Problem statement: Each entry that appears below should be restated word for word.

*** Begin section ***

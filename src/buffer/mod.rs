//! Aligned buffer management for unbuffered I/O
//!
//! Unbuffered (direct) file access requires every buffer address, buffer
//! length, and file offset to be a multiple of the storage device's sector
//! size. This module provides the aligned allocation primitive, a pool for
//! reusing equally sized buffers, and the tagged buffer views handed to the
//! scatter/gather engine.

mod aligned;
mod pool;
mod view;

pub use aligned::{is_aligned, is_power_of_two, page_size, round_up_to_alignment, AlignedBuffer};
pub use pool::{BufferPool, LeasedBuffer};
pub use view::{BufferList, IoVec};
//! Pool of equally sized aligned buffers
//!
//! Completion loops lease one buffer per round; returning buffers to the
//! pool on drop avoids a fresh aligned allocation for every call.

use std::sync::{Arc, Weak};

use parking_lot::Mutex;

use crate::buffer::AlignedBuffer;
use crate::error::Result;

struct PoolShared {
    idle: Mutex<Vec<AlignedBuffer>>,
    buffer_size: usize,
    alignment: usize,
    max_idle: usize,
}

impl PoolShared {
    fn give_back(&self, buffer: AlignedBuffer) {
        let mut idle = self.idle.lock();
        if idle.len() < self.max_idle {
            idle.push(buffer);
        }
        // Over the idle cap the buffer is simply dropped
    }
}

/// A buffer leased from a [`BufferPool`]; returns to the pool on drop.
pub struct LeasedBuffer {
    buffer: Option<AlignedBuffer>,
    pool: Weak<PoolShared>,
}

impl LeasedBuffer {
    /// Mutable view of the leased buffer
    pub fn view(&mut self) -> &mut [u8] {
        self.buffer.as_mut().expect("lease already returned").view()
    }

    /// Immutable view of the leased buffer
    pub fn as_slice(&self) -> &[u8] {
        self.buffer.as_ref().expect("lease already returned").as_slice()
    }

    /// Capacity of the leased buffer in bytes
    pub fn len(&self) -> usize {
        self.buffer.as_ref().map_or(0, |b| b.len())
    }

    /// Check if the lease holds no bytes
    pub fn is_empty(&self) -> bool {
        self.len() == 0
    }
}

impl Drop for LeasedBuffer {
    fn drop(&mut self) {
        if let (Some(buffer), Some(pool)) = (self.buffer.take(), self.pool.upgrade()) {
            pool.give_back(buffer);
        }
    }
}

/// Pool of sector-aligned buffers of a single size.
///
/// Buffers are pre-allocated up front, leased out exclusively, and retained
/// up to an idle cap when returned. An exhausted pool allocates fresh
/// buffers on demand rather than blocking.
pub struct BufferPool {
    shared: Arc<PoolShared>,
}

impl BufferPool {
    /// Create a pool of `initial` buffers of `buffer_size` bytes each,
    /// aligned to `alignment`, retaining at most `max_idle` idle buffers.
    pub fn new(
        buffer_size: usize,
        alignment: usize,
        initial: usize,
        max_idle: usize,
    ) -> Result<Self> {
        let mut idle = Vec::with_capacity(initial);
        for _ in 0..initial {
            idle.push(AlignedBuffer::allocate(buffer_size, alignment)?);
        }

        Ok(Self {
            shared: Arc::new(PoolShared {
                idle: Mutex::new(idle),
                buffer_size,
                alignment,
                max_idle,
            }),
        })
    }

    /// Lease a buffer, allocating a fresh one if the pool is empty
    pub fn lease(&self) -> Result<LeasedBuffer> {
        let buffer = match self.shared.idle.lock().pop() {
            Some(buf) => buf,
            None => AlignedBuffer::allocate(self.shared.buffer_size, self.shared.alignment)?,
        };

        Ok(LeasedBuffer {
            buffer: Some(buffer),
            pool: Arc::downgrade(&self.shared),
        })
    }

    /// Number of idle buffers currently held
    pub fn idle(&self) -> usize {
        self.shared.idle.lock().len()
    }

    /// Size of each pooled buffer in bytes
    pub fn buffer_size(&self) -> usize {
        self.shared.buffer_size
    }

    /// Alignment of every pooled buffer
    pub fn alignment(&self) -> usize {
        self.shared.alignment
    }
}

*** End section ***

Solved problem:
filename src/buffer/mod.rs
//! Aligned buffer management for unbuffered I/O
//!
//! Unbuffered (direct) file access requires every buffer address, buffer
//! length, and file offset to be a multiple of the storage device's sector
//! size. This module provides the aligned allocation primitive, a pool for
//! reusing equally sized buffers, and the tagged buffer views handed to the
//! scatter/gather engine.

mod aligned;
mod pool;
mod view;

pub use aligned::{is_aligned, is_power_of_two, page_size, round_up_to_alignment, AlignedBuffer};
pub use pool::{BufferPool, LeasedBuffer};
pub use view::{BufferList, IoVec};
//! Pool of equally sized aligned buffers
//!
//! Completion loops lease one buffer per round; returning buffers to the
//! pool on drop avoids a fresh aligned allocation for every call.

use std::sync::{Arc, Weak};

use parking_lot::Mutex;

use crate::buffer::AlignedBuffer;
use crate::error::Result;

struct PoolShared {
    idle: Mutex<Vec<AlignedBuffer>>,
    buffer_size: usize,
    alignment: usize,
    max_idle: usize,
}

impl PoolShared {
    fn give_back(&self, buffer: AlignedBuffer) {
        let mut idle = self.idle.lock();
        if idle.len() < self.max_idle {
            idle.push(buffer);
        }
        // Over the idle cap the buffer is simply dropped
    }
}

/// A buffer leased from a [`BufferPool`]; returns to the pool on drop.
pub struct LeasedBuffer {
    buffer: Option<AlignedBuffer>,
    pool: Weak<PoolShared>,
}

impl LeasedBuffer {
    /// Mutable view of the leased buffer
    pub fn view(&mut self) -> &mut [u8] {
        self.buffer.as_mut().expect("lease already returned").view()
    }

    /// Immutable view of the leased buffer
    pub fn as_slice(&self) -> &[u8] {
        self.buffer.as_ref().expect("lease already returned").as_slice()
    }

    /// Capacity of the leased buffer in bytes
    pub fn len(&self) -> usize {
        self.buffer.as_ref().map_or(0, |b| b.len())
    }

    /// Check if the lease holds no bytes
    pub fn is_empty(&self) -> bool {
        self.len() == 0
    }
}

impl Drop for LeasedBuffer {
    fn drop(&mut self) {
        if let (Some(buffer), Some(pool)) = (self.buffer.take(), self.pool.upgrade()) {
            pool.give_back(buffer);
        }
    }
}

/// Pool of sector-aligned buffers of a single size.
///
/// Buffers are pre-allocated up front, leased out exclusively, and retained
/// up to an idle cap when returned. An exhausted pool allocates fresh
/// buffers on demand rather than blocking.
pub struct BufferPool {
    shared: Arc<PoolShared>,
}

impl BufferPool {
    /// Create a pool of `initial` buffers of `buffer_size` bytes each,
    /// aligned to `alignment`, retaining at most `max_idle` idle buffers.
    pub fn new(
        buffer_size: usize,
        alignment: usize,
        initial: usize,
        max_idle: usize,
    ) -> Result<Self> {
        let mut idle = Vec::with_capacity(initial);
        for _ in 0..initial {
            idle.push(AlignedBuffer::allocate(buffer_size, alignment)?);
        }

        Ok(Self {
            shared: Arc::new(PoolShared {
                idle: Mutex::new(idle),
                buffer_size,
                alignment,
                max_idle,
            }),
        })
    }

    /// Lease a buffer, allocating a fresh one if the pool is empty
    pub fn lease(&self) -> Result<LeasedBuffer> {
        let buffer = match self.shared.idle.lock().pop() {
            Some(buf) => buf,
            None => AlignedBuffer::allocate(self.shared.buffer_size, self.shared.alignment)?,
        };

        Ok(LeasedBuffer {
            buffer: Some(buffer),
            pool: Arc::downgrade(&self.shared),
        })
    }

    /// Number of idle buffers currently held
    pub fn idle(&self) -> usize {
        self.shared.idle.lock().len()
    }

    /// Size of each pooled buffer in bytes
    pub fn buffer_size(&self) -> usize {
        self.shared.buffer_size
    }

    /// Alignment of every pooled buffer
    pub fn alignment(&self) -> usize {
        self.shared.alignment
    }
}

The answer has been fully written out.